### Exercise goal
Every line in the records below with the string "Uuid" needs to be copied out.

### Input data

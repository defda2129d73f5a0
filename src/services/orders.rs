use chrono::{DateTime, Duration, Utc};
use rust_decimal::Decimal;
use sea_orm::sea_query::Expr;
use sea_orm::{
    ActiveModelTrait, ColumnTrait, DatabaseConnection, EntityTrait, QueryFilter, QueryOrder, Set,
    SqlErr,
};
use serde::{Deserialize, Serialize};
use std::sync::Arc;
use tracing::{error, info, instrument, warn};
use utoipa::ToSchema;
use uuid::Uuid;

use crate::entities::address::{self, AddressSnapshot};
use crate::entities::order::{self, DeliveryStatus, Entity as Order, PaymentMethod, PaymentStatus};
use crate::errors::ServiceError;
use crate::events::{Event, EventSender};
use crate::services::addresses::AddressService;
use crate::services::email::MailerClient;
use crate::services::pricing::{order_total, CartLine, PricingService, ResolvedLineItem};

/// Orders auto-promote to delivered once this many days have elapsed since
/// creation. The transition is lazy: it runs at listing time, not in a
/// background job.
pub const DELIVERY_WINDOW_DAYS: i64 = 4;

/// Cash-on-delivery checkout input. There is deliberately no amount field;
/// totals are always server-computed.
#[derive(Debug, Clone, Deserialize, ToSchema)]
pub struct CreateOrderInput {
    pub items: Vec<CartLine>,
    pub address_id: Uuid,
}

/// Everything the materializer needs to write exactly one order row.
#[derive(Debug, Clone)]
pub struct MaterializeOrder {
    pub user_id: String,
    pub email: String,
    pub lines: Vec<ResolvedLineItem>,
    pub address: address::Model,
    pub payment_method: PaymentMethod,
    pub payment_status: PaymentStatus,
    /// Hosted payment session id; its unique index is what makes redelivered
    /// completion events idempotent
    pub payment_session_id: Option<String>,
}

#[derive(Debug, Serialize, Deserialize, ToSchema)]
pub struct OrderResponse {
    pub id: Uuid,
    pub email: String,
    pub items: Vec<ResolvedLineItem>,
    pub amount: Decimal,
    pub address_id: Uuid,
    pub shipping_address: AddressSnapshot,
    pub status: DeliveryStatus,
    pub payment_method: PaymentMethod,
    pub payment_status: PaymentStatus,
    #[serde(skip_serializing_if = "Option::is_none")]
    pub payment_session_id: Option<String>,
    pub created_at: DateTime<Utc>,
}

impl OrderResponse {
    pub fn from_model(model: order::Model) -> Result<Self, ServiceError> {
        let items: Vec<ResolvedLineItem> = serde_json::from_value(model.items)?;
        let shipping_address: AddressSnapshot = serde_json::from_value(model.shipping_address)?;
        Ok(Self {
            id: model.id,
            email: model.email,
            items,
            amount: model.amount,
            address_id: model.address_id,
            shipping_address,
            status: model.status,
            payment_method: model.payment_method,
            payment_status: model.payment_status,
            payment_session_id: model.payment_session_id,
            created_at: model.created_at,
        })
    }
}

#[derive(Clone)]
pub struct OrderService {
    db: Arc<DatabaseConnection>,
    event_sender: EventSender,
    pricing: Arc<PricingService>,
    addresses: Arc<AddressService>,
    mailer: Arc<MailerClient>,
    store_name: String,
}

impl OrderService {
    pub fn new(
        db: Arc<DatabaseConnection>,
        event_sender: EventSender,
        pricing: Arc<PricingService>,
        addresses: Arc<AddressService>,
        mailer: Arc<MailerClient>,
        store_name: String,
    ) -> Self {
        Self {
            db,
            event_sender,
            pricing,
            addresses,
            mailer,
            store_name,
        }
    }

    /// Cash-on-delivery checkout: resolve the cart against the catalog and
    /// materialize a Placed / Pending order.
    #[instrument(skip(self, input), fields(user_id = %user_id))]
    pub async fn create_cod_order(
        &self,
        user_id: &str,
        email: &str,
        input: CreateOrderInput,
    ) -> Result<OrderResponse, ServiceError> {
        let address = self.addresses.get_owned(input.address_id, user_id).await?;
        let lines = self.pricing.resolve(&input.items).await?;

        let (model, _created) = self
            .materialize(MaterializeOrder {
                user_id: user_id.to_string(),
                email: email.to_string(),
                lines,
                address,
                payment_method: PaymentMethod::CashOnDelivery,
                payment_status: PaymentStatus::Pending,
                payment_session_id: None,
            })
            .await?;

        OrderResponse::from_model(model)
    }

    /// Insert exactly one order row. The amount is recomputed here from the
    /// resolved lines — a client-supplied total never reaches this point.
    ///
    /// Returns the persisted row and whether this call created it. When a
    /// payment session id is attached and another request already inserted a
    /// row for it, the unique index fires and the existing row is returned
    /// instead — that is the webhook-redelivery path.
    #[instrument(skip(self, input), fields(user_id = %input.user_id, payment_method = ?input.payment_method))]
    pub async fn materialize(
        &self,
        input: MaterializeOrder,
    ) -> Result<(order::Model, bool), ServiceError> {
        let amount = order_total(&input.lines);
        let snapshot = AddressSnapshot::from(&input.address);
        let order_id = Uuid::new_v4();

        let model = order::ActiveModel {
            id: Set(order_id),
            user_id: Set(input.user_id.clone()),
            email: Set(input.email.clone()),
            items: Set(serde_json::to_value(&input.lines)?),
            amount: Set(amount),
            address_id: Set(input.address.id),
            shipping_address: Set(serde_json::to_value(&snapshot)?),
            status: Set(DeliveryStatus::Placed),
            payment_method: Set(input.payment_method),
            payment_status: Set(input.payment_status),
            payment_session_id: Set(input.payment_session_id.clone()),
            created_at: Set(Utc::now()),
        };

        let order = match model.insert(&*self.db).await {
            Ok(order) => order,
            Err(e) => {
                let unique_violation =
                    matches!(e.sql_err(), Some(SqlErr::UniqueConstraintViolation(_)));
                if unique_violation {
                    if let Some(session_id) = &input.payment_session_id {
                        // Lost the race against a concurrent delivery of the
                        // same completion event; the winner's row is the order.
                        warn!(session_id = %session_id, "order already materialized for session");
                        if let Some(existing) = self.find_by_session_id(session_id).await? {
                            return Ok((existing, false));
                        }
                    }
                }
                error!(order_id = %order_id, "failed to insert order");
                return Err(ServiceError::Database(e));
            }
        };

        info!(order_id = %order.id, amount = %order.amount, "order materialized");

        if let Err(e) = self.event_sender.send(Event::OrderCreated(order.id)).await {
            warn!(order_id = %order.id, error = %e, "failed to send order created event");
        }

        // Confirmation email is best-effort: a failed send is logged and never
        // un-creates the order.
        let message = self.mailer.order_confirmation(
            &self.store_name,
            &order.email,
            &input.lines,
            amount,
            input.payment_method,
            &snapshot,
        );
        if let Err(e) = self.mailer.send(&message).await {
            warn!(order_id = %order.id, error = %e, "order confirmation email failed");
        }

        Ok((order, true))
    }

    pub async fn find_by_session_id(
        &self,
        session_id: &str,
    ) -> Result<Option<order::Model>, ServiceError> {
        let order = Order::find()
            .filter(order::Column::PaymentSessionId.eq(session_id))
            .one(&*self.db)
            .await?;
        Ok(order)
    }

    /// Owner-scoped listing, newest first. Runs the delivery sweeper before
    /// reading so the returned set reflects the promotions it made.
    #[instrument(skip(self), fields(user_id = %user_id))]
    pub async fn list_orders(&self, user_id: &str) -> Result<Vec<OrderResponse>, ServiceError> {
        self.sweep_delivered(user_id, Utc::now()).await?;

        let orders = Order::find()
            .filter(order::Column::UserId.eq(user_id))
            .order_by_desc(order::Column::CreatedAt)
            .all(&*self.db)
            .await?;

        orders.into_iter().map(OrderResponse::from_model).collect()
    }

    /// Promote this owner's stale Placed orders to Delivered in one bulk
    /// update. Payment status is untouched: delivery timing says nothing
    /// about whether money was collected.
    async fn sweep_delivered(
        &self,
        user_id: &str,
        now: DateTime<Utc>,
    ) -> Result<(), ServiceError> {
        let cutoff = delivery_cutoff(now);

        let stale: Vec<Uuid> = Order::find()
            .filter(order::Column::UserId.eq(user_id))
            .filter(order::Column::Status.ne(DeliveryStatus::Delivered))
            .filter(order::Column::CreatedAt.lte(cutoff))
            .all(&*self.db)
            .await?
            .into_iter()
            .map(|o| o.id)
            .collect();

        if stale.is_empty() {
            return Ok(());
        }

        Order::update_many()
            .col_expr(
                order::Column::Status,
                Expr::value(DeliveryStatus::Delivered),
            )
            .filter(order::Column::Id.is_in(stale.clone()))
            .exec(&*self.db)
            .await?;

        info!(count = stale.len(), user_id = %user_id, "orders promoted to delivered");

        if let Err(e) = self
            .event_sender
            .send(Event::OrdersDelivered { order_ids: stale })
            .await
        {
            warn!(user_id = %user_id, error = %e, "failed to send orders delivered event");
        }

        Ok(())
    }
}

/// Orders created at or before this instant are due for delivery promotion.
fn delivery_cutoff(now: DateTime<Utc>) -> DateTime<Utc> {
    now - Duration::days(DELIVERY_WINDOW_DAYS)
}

### Written solution
use uuid::Uuid;
    pub address_id: Uuid,
    pub id: Uuid,
    pub address_id: Uuid,
        let order_id = Uuid::new_v4();
        let stale: Vec<Uuid> = Order::find()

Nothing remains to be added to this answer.